3. O Orientador Espiritual não é Confessor: também não creio que a melhor maneira de definir o rol
de Orientador seja a de Confessor, mesmo no caso, que foi o mais comum, de que o Orientador
seja um Presbítero. As duas funções, também neste caso, podem coincidir na mesma pessoa, mas
não ao mesmo tempo e que, em qualquer hipótese, a confissão não deve ser a finalidade última
da Orientação Espiritual.
4. O Orientador Espiritual não é Moralista ou Conselheiro: o que digo sobre o confessor me aprece
ainda mais válido em relação ao “moralista”. A relação de orientação perde o sentido quando se
transforma em aconselhamento moral, ou simplesmente em aconselhamento. Mesmo nos casos
em que os problemas morais sejam subjetiva e objetivamente graves.

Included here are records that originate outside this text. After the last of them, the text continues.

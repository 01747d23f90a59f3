//! Section locator - carves a marker-delimited region out of a document
//!
//! A section is found textually: the first start marker at or after a search
//! origin, then the first end marker after it. There is no parsing; if the
//! document's shape differs from what the markers assume, lookup fails with
//! [`LocateError::MarkerNotFound`].
//!
//! Sections have copy-and-splice semantics. [`Section::text`] is an owned copy;
//! callers mutate the copy and hand it back through [`Section::splice`], which
//! verifies the original subrange is still in place before replacing it.

use crate::edit::{Edit, EditError};
use std::fmt;
use thiserror::Error;

/// Minimum Jaro-Winkler similarity for a line to be offered as a suggestion.
const SUGGESTION_THRESHOLD: f64 = 0.8;

/// Which boundary of a section a marker delimits.
#[derive(Debug, Clone, Copy, PartialEq, Eq)]
pub enum MarkerRole {
    Start,
    End,
}

impl fmt::Display for MarkerRole {
    fn fmt(&self, f: &mut fmt::Formatter<'_>) -> fmt::Result {
        match self {
            MarkerRole::Start => write!(f, "start"),
            MarkerRole::End => write!(f, "end"),
        }
    }
}

#[derive(Error, Debug, Clone, PartialEq)]
pub enum LocateError {
    #[error("{role} marker {marker:?} not found (searched from byte {origin})")]
    MarkerNotFound {
        marker: String,
        role: MarkerRole,
        origin: usize,
        /// Closest line in the document, if any is similar enough
        suggestion: Option<String>,
    },
}

/// A contiguous subrange of a document, `[start, end)` in bytes.
#[derive(Debug, Clone, PartialEq, Eq)]
pub struct Section {
    pub start: usize,
    pub end: usize,
    /// Copy of `document[start..end]` at locate time
    pub text: String,
}

impl Section {
    /// Text before the section, or `None` if `document` is too short or the
    /// offset is not a char boundary in it.
    pub fn prefix<'a>(&self, document: &'a str) -> Option<&'a str> {
        document.get(..self.start)
    }

    /// Text after the section. `None` under the same conditions as [`prefix`].
    ///
    /// [`prefix`]: Section::prefix
    pub fn suffix<'a>(&self, document: &'a str) -> Option<&'a str> {
        document.get(self.end..)
    }

    /// Replace this section's subrange in `document` with `rewritten`.
    ///
    /// Fails if the subrange no longer holds the text that was located.
    pub fn splice(&self, document: &str, rewritten: &str) -> Result<String, EditError> {
        Edit::new(self.start, self.end, rewritten, &self.text).apply_to(document)
    }
}

/// Locate the section between `start_marker` and `end_marker`.
///
/// The start marker is the first occurrence at or after `origin`; the end
/// marker is the first occurrence strictly after the start marker's position.
/// Only the first candidate region is ever addressed.
///
/// # Examples
///
/// ```
/// use anchor_patcher::section::locate;
///
/// let doc = "intro // A begin body // A end outro";
/// let section = locate(doc, "// A begin", "// A end", 0).unwrap();
/// assert_eq!(section.text, "// A begin body ");
/// assert_eq!(&doc[section.start..section.end], section.text);
/// ```
pub fn locate(
    document: &str,
    start_marker: &str,
    end_marker: &str,
    origin: usize,
) -> Result<Section, LocateError> {
    let start = document
        .get(origin..)
        .and_then(|tail| tail.find(start_marker))
        .map(|idx| origin + idx)
        .ok_or_else(|| marker_not_found(document, start_marker, MarkerRole::Start, origin))?;

    // Strictly after `start`: resume at the next char boundary.
    let end_origin = start + document[start..].chars().next().map_or(0, char::len_utf8);
    let end = document[end_origin..]
        .find(end_marker)
        .map(|idx| end_origin + idx)
        .ok_or_else(|| marker_not_found(document, end_marker, MarkerRole::End, end_origin))?;

    tracing::debug!(start, end, start_marker, end_marker, "located section");

    Ok(Section {
        start,
        end,
        text: document[start..end].to_string(),
    })
}

fn marker_not_found(document: &str, marker: &str, role: MarkerRole, origin: usize) -> LocateError {
    LocateError::MarkerNotFound {
        marker: marker.to_string(),
        role,
        origin,
        suggestion: closest_line(document, marker),
    }
}

/// Find the document line most similar to `marker`.
fn closest_line(document: &str, marker: &str) -> Option<String> {
    let marker = marker.trim();
    if marker.is_empty() {
        return None;
    }

    document
        .lines()
        .map(str::trim)
        .filter(|line| !line.is_empty())
        .map(|line| (strsim::jaro_winkler(marker, line), line))
        .filter(|(score, _)| *score >= SUGGESTION_THRESHOLD)
        .max_by(|a, b| a.0.total_cmp(&b.0))
        .map(|(_, line)| line.to_string())
}

#[cfg(test)]
mod tests {
    use super::*;

    const DOC: &str = "head\n// A start\nbody a\n// A end\n// B start\nbody b\n// B end\ntail\n";

    #[test]
    fn test_locate_first_section() {
        let section = locate(DOC, "// A start", "// A end", 0).unwrap();
        assert_eq!(section.text, "// A start\nbody a\n");
        assert_eq!(section.start, 5);
        assert_eq!(section.end, section.start + section.text.len());
    }

    #[test]
    fn test_locate_reconstructs_document() {
        let section = locate(DOC, "// B start", "// B end", 0).unwrap();
        let rebuilt = format!(
            "{}{}{}",
            section.prefix(DOC).unwrap(),
            section.text,
            section.suffix(DOC).unwrap()
        );
        assert_eq!(rebuilt, DOC);
    }

    #[test]
    fn test_prefix_suffix_on_foreign_document() {
        let section = locate(DOC, "// B start", "// B end", 0).unwrap();
        assert_eq!(section.prefix("short"), None);
        assert_eq!(section.suffix("short"), None);
        // Offset 5 falls inside the first multi-byte char.
        let korean = "가나다라마바사아자차카타파하";
        let section = Section {
            start: 1,
            end: 5,
            text: String::new(),
        };
        assert_eq!(section.prefix(korean), None);
        assert_eq!(section.suffix(korean), None);
    }

    #[test]
    fn test_end_marker_searched_after_start() {
        // "// A end" appears before the start marker; the later one wins.
        let doc = "// A end\n// A start\nx\n// A end\n";
        let section = locate(doc, "// A start", "// A end", 0).unwrap();
        assert_eq!(section.text, "// A start\nx\n");
    }

    #[test]
    fn test_first_candidate_only() {
        let doc = "[s]one[e][s]two[e]";
        let section = locate(doc, "[s]", "[e]", 0).unwrap();
        assert_eq!(section.text, "[s]one");
    }

    #[test]
    fn test_origin_skips_earlier_regions() {
        let doc = "[s]one[e][s]two[e]";
        let section = locate(doc, "[s]", "[e]", 1).unwrap();
        assert_eq!(section.text, "[s]two");
        assert_eq!(section.start, 9);
    }

    #[test]
    fn test_missing_start_marker() {
        let err = locate(DOC, "// C start", "// C end", 0).unwrap_err();
        match err {
            LocateError::MarkerNotFound {
                marker,
                role,
                origin,
                ..
            } => {
                assert_eq!(marker, "// C start");
                assert_eq!(role, MarkerRole::Start);
                assert_eq!(origin, 0);
            }
        }
    }

    #[test]
    fn test_missing_end_marker_reports_search_origin() {
        let err = locate(DOC, "// B start", "// Z end", 0).unwrap_err();
        let LocateError::MarkerNotFound { role, origin, .. } = err;
        assert_eq!(role, MarkerRole::End);
        assert_eq!(origin, DOC.find("// B start").unwrap() + 1);
    }

    #[test]
    fn test_origin_out_of_bounds() {
        let err = locate(DOC, "head", "tail", DOC.len() + 10).unwrap_err();
        let LocateError::MarkerNotFound { role, .. } = err;
        assert_eq!(role, MarkerRole::Start);
    }

    #[test]
    fn test_suggestion_for_near_miss() {
        let err = locate(DOC, "// A strat", "// A end", 0).unwrap_err();
        let LocateError::MarkerNotFound { suggestion, .. } = err;
        assert_eq!(suggestion.as_deref(), Some("// A start"));
    }

    #[test]
    fn test_no_suggestion_for_unrelated_marker() {
        let err = locate(DOC, "zzzzzzzzzzzzzzzzzzzz", "// A end", 0).unwrap_err();
        let LocateError::MarkerNotFound { suggestion, .. } = err;
        assert!(suggestion.is_none());
    }

    #[test]
    fn test_splice_replaces_section() {
        let section = locate(DOC, "// A start", "// A end", 0).unwrap();
        let rewritten = section.text.replace("body a", "body a\nextra");
        let out = section.splice(DOC, &rewritten).unwrap();
        assert!(out.contains("body a\nextra\n// A end"));
        assert_eq!(out.len(), DOC.len() + "\nextra".len());
    }

    #[test]
    fn test_splice_detects_stale_section() {
        let section = locate(DOC, "// A start", "// A end", 0).unwrap();
        let changed = DOC.replace("body a", "BODY A");
        assert!(section.splice(&changed, "x").is_err());
    }

    #[test]
    fn test_multibyte_markers() {
        let doc = "// 네이버 로그인 콜백\n코드\n// 구글 로그인 시작\n";
        let section = locate(doc, "// 네이버 로그인 콜백", "// 구글 로그인 시작", 0).unwrap();
        assert_eq!(section.text, "// 네이버 로그인 콜백\n코드\n");
    }
}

5. O Orientador Espiritual não é terapeuta: Também não creio que, no mesmo tempo e pela mesma
pessoa, seja possível misturar qualquer tipo de terapia psicológica ou analítica com a orientação
espiritual.
O motivo destas incompatibilidades se fundamenta, a meu ver, no fato de que nesses diversos tipos de
relação (mestre, superior, confessor, conselheiro, terapeuta ou médico) a discrição, a modéstia e o respeito,
mas também a fraternidade, a transparência e o testemunho que no cristianismo devem caracterizar a
orientação espiritual, ficariam de algum modo comprometidos.

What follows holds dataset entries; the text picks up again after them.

//! Rule driver - threads a document through a rule table
//!
//! This module provides the pure transformation that:
//! - Applies whole-document rules first, in table order
//! - Visits each area in table order: locate → rewrite → splice
//! - Parameterizes area-scoped rules with the area's placeholder values
//! - Enforces the required/optional policy for rules that match nothing
//!
//! Offsets are never cached across a splice: each area is located fresh
//! against the document as left by the previous area.

use crate::config::params::{self, Params};
use crate::config::schema::{AreaDefinition, Locate, RuleDefinition, RuleTable};
use crate::edit::EditError;
use crate::rewrite::{escape_template, RewriteError, Rewriter};
use crate::section::{locate, LocateError};
use std::fmt;
use xxhash_rust::xxh3::xxh3_64;

/// What a single rule did in a single scope.
#[derive(Debug, Clone, PartialEq, Eq)]
pub enum RuleOutcome {
    /// Rule matched and inserted `count` times
    Applied { count: usize },
    /// Optional rule matched nothing
    Skipped,
}

impl fmt::Display for RuleOutcome {
    fn fmt(&self, f: &mut fmt::Formatter<'_>) -> fmt::Result {
        match self {
            RuleOutcome::Applied { count } => write!(f, "applied ({count} insertion(s))"),
            RuleOutcome::Skipped => write!(f, "skipped (no match, optional)"),
        }
    }
}

#[derive(Debug, Clone, PartialEq, Eq)]
pub struct RuleReport {
    pub rule: String,
    /// `None` for whole-document rules
    pub area: Option<String>,
    pub outcome: RuleOutcome,
}

/// Result of a successful transformation.
#[derive(Debug, Clone, PartialEq, Eq)]
#[must_use = "Transformed carries the patched document"]
pub struct Transformed {
    pub document: String,
    /// One entry per (rule, scope), in application order
    pub reports: Vec<RuleReport>,
    /// xxh3 of the input document
    pub input_hash: u64,
    /// xxh3 of the output document
    pub output_hash: u64,
}

impl Transformed {
    pub fn changed(&self) -> bool {
        self.input_hash != self.output_hash
    }

    pub fn insertions(&self) -> usize {
        self.reports
            .iter()
            .map(|report| match report.outcome {
                RuleOutcome::Applied { count } => count,
                RuleOutcome::Skipped => 0,
            })
            .sum()
    }

    pub fn skipped(&self) -> usize {
        self.reports
            .iter()
            .filter(|report| report.outcome == RuleOutcome::Skipped)
            .count()
    }
}

/// Errors that abort a transformation
#[derive(Debug)]
pub enum ApplicationError {
    /// An area's boundary marker is missing from the current document
    Locate { area: String, source: LocateError },
    /// A rule failed to compile or violated the insert-only invariant
    Rewrite {
        rule: String,
        area: Option<String>,
        source: RewriteError,
    },
    /// A rule references a placeholder its scope does not bind
    UnboundPlaceholder {
        rule: String,
        area: Option<String>,
        name: String,
    },
    /// A required rule matched nothing
    RequiredRuleUnmatched { rule: String, area: Option<String> },
    /// A rewritten section could not be spliced back
    Splice { area: String, source: EditError },
}

fn scope_label(area: &Option<String>) -> String {
    match area {
        Some(area) => format!("area '{area}'"),
        None => "document".to_string(),
    }
}

impl fmt::Display for ApplicationError {
    fn fmt(&self, f: &mut fmt::Formatter<'_>) -> fmt::Result {
        match self {
            ApplicationError::Locate { area, source } => {
                write!(f, "cannot locate area '{}': {}", area, source)
            }
            ApplicationError::Rewrite { rule, area, source } => {
                write!(
                    f,
                    "rule '{}' failed in {}: {}",
                    rule,
                    scope_label(area),
                    source
                )
            }
            ApplicationError::UnboundPlaceholder { rule, area, name } => {
                write!(
                    f,
                    "rule '{}' uses unbound placeholder '{}' in {}",
                    rule,
                    name,
                    scope_label(area)
                )
            }
            ApplicationError::RequiredRuleUnmatched { rule, area } => {
                write!(
                    f,
                    "required rule '{}' matched no locations in {}",
                    rule,
                    scope_label(area)
                )
            }
            ApplicationError::Splice { area, source } => {
                write!(f, "failed to splice area '{}': {}", area, source)
            }
        }
    }
}

impl std::error::Error for ApplicationError {
    fn source(&self) -> Option<&(dyn std::error::Error + 'static)> {
        match self {
            ApplicationError::Locate { source, .. } => Some(source),
            ApplicationError::Rewrite { source, .. } => Some(source),
            ApplicationError::Splice { source, .. } => Some(source),
            _ => None,
        }
    }
}

/// Apply a rule table to a document.
///
/// Pure: the input is not modified and nothing touches the filesystem. On
/// error no partial document is returned, so callers cannot persist a
/// half-patched result by accident.
///
/// # Examples
///
/// ```
/// use anchor_patcher::config::{load_from_str, transform};
///
/// let table = load_from_str(r#"
/// [[rules]]
/// id = "log-after-update"
///
/// [rules.locate]
/// type = "tokens"
/// lead = "await update(id);"
///
/// [rules.insert]
/// text = "\nawait log(id);"
/// "#).unwrap();
///
/// let out = transform("await update(id);\nreturn;\n", &table).unwrap();
/// assert_eq!(out.document, "await update(id);\nawait log(id);\nreturn;\n");
/// ```
pub fn transform(document: &str, table: &RuleTable) -> Result<Transformed, ApplicationError> {
    let no_params = Params::new();
    let mut current = document.to_string();
    let mut reports = Vec::new();

    for rule in table.global_rules() {
        let (next, outcome) = apply_rule(rule, None, &no_params, &current)?;
        current = next;
        reports.push(RuleReport {
            rule: rule.id.clone(),
            area: None,
            outcome,
        });
    }

    for area in &table.areas {
        current = apply_area(table, area, &current, &mut reports)?;
    }

    let input_hash = xxh3_64(document.as_bytes());
    let output_hash = xxh3_64(current.as_bytes());
    tracing::info!(
        input_hash = format_args!("{input_hash:016x}"),
        output_hash = format_args!("{output_hash:016x}"),
        rules = reports.len(),
        "transform complete"
    );

    Ok(Transformed {
        document: current,
        reports,
        input_hash,
        output_hash,
    })
}

/// Locate one area, run its rules on the section copy, splice it back.
fn apply_area(
    table: &RuleTable,
    area: &AreaDefinition,
    document: &str,
    reports: &mut Vec<RuleReport>,
) -> Result<String, ApplicationError> {
    let section =
        locate(document, &area.start, &area.end, 0).map_err(|source| ApplicationError::Locate {
            area: area.name.clone(),
            source,
        })?;

    tracing::debug!(
        area = %area.name,
        start = section.start,
        end = section.end,
        "processing area"
    );

    let mut text = section.text.clone();
    for rule in table.rules_for(&area.name) {
        let (next, outcome) = apply_rule(rule, Some(&area.name), &area.params, &text)?;
        text = next;
        reports.push(RuleReport {
            rule: rule.id.clone(),
            area: Some(area.name.clone()),
            outcome,
        });
    }

    section
        .splice(document, &text)
        .map_err(|source| ApplicationError::Splice {
            area: area.name.clone(),
            source,
        })
}

fn apply_rule(
    rule: &RuleDefinition,
    area: Option<&str>,
    params: &Params,
    text: &str,
) -> Result<(String, RuleOutcome), ApplicationError> {
    let area_name = area.map(str::to_string);
    let rewriter = compile_rule(rule, area, params)?;
    tracing::trace!(
        rule = %rule.id,
        area = ?area,
        pattern = rewriter.pattern(),
        template = rewriter.template(),
        "compiled rule"
    );

    let rewrite = rewriter
        .apply(text, rule.max_replacements)
        .map_err(|source| ApplicationError::Rewrite {
            rule: rule.id.clone(),
            area: area_name.clone(),
            source,
        })?;

    if rewrite.count == 0 {
        if rule.required {
            return Err(ApplicationError::RequiredRuleUnmatched {
                rule: rule.id.clone(),
                area: area_name,
            });
        }
        tracing::warn!(rule = %rule.id, area = ?area, "optional rule matched nothing");
        return Ok((rewrite.text, RuleOutcome::Skipped));
    }

    tracing::info!(rule = %rule.id, area = ?area, count = rewrite.count, "rule applied");
    Ok((
        rewrite.text,
        RuleOutcome::Applied {
            count: rewrite.count,
        },
    ))
}

/// Substitute the scope's params into the rule and compile it.
pub fn compile_rule(
    rule: &RuleDefinition,
    area: Option<&str>,
    params: &Params,
) -> Result<Rewriter, ApplicationError> {
    let unbound = |name: String| ApplicationError::UnboundPlaceholder {
        rule: rule.id.clone(),
        area: area.map(str::to_string),
        name,
    };
    let rewrite_err = |source: RewriteError| ApplicationError::Rewrite {
        rule: rule.id.clone(),
        area: area.map(str::to_string),
        source,
    };

    match &rule.locate {
        Locate::Tokens { lead, anchor } => {
            let lead = params::substitute_literal(lead, params).map_err(unbound)?;
            let anchor = params::substitute_literal(anchor, params).map_err(unbound)?;
            let insert = params::substitute_literal(
                rule.insert.text.as_deref().unwrap_or_default(),
                params,
            )
            .map_err(unbound)?;
            Rewriter::tokens(&lead, &anchor, &insert).map_err(rewrite_err)
        }
        Locate::Regex { pattern } => {
            let pattern = params::substitute(pattern, params, regex::escape).map_err(unbound)?;
            let template = params::substitute(
                rule.insert.template.as_deref().unwrap_or_default(),
                params,
                escape_template,
            )
            .map_err(unbound)?;
            Rewriter::regex(&pattern, &template).map_err(rewrite_err)
        }
    }
}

Creio (e sei que a afirmação é discutível) que a orientação espiritual não deve estar ligada, enquanto tal, a
nenhuma forma de ministério hierárquico na Igreja ou na Vida Religiosa. Assim como também não me parece
que ela, enquanto tal, deva revestir-se de qualquer espécie de competência profissional ou acadêmica. Isso
não quer dizer evidentemente que a Orientação Espiritual esteja à margem, ou não precise, de nenhuma
forma de reconhecimento eclesial. Como também não quer dizer que o Orientador deva medir o seu grau ou
o seu nível de competência espiritual pelo tamanho de sua incompetência ou ignorância em tudo o mais que
não é ou não parece “espiritual”. Todos sabem que, na alternativa entre um confessor piedoso mais não
muito “letrado”, em “letrado” mas não muito piedoso, Santa Tereza preferia o “letrado” ao piedoso.

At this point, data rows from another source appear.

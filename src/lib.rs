//! Anchor Patcher: structural text patching by pattern and section
//!
//! Locates code regions by whitespace-tolerant pattern, scopes rules to
//! sections delimited by literal boundary markers, and inserts new statements
//! next to matched anchors. The patched file is treated as opaque text; there
//! is no parsing and no validation of the inserted code.
//!
//! # Architecture
//!
//! All modifications compile down to a single primitive: [`Edit`], a verified
//! byte-span replacement on an in-memory document. Span acquisition lives in
//! [`section`] (marker-delimited regions) and [`rewrite`] (pattern matches).
//! [`config::transform`] threads a document through a [`RuleTable`]; file I/O
//! happens only in [`pipeline`].
//!
//! # Guarantees
//!
//! - Rules only insert: captured text is reproduced unchanged
//! - A rule that matches nothing leaves its text byte-identical
//! - Missing markers and unmatched required rules abort the run
//! - Output is written once, atomically, and only on success
//!
//! # Example
//!
//! ```
//! use anchor_patcher::{load_from_str, transform};
//!
//! let table = load_from_str(r#"
//! [[areas]]
//! name = "first"
//! start = "// begin"
//! end = "// end"
//!
//! [[rules]]
//! id = "log-update"
//! areas = ["first"]
//!
//! [rules.locate]
//! type = "tokens"
//! lead = "update(id);"
//!
//! [rules.insert]
//! text = "\nlog(id);"
//! "#).unwrap();
//!
//! let doc = "update(id);\n// begin\nupdate(id);\n// end\n";
//! let out = transform(doc, &table).unwrap();
//! assert_eq!(out.document, "update(id);\n// begin\nupdate(id);\nlog(id);\n// end\n");
//! ```

pub mod cache;
pub mod config;
pub mod edit;
pub mod pipeline;
pub mod rewrite;
pub mod section;
pub mod telemetry;

// Re-exports
pub use config::{
    load_from_path, load_from_str, transform, ApplicationError, ConfigError, RuleOutcome,
    RuleReport, RuleTable, Transformed,
};
pub use edit::{Edit, EditError, EditVerification};
pub use pipeline::{patch_file, PipelineError, PipelineOptions, PipelineReport};
pub use rewrite::{rewrite, Rewrite, RewriteError, Rewriter};
pub use section::{locate, LocateError, MarkerRole, Section};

FUNÇÃO POSITIVA: Que é o Orientador Espiritual?
O Orientador Espiritual é um Teógrafo e um Mistagogo: a orientação vem dada de maneira imanente pela
trajetória que a relação imediata entre Deus e a outra pessoa vai descrevendo por si mesma. Nesse sentido a
orientação espiritual deve ser sempre, mas sobretudo no início do processo algo indireto ou reflexo. A função
do orientador não me aprece que seja tanto a de orientar diretamente quanto a de localizar ou situar a
trajetória da relação com Deus num espaço e num tempo. O orientador, aí, é como uma bússola: ela não
inventa o Norte, mas o localiza.
Da mesa maneira o espiritual orienta na medida em que ajuda a situar a trajetória e seu sentido
imanente, não a inventá-la. A percepção dessa trajetória, por sua vez só pode ser realizada através das
marcas que dela transparecerem na narração que o próprio orientando faz da sua experiência espiritual. Elas
possibilitam o mapeamento ou a textualização (teografia) da situação em função do que antes denominei
paradigma da revelação de Deus que pode ser lido no texto da Escritura.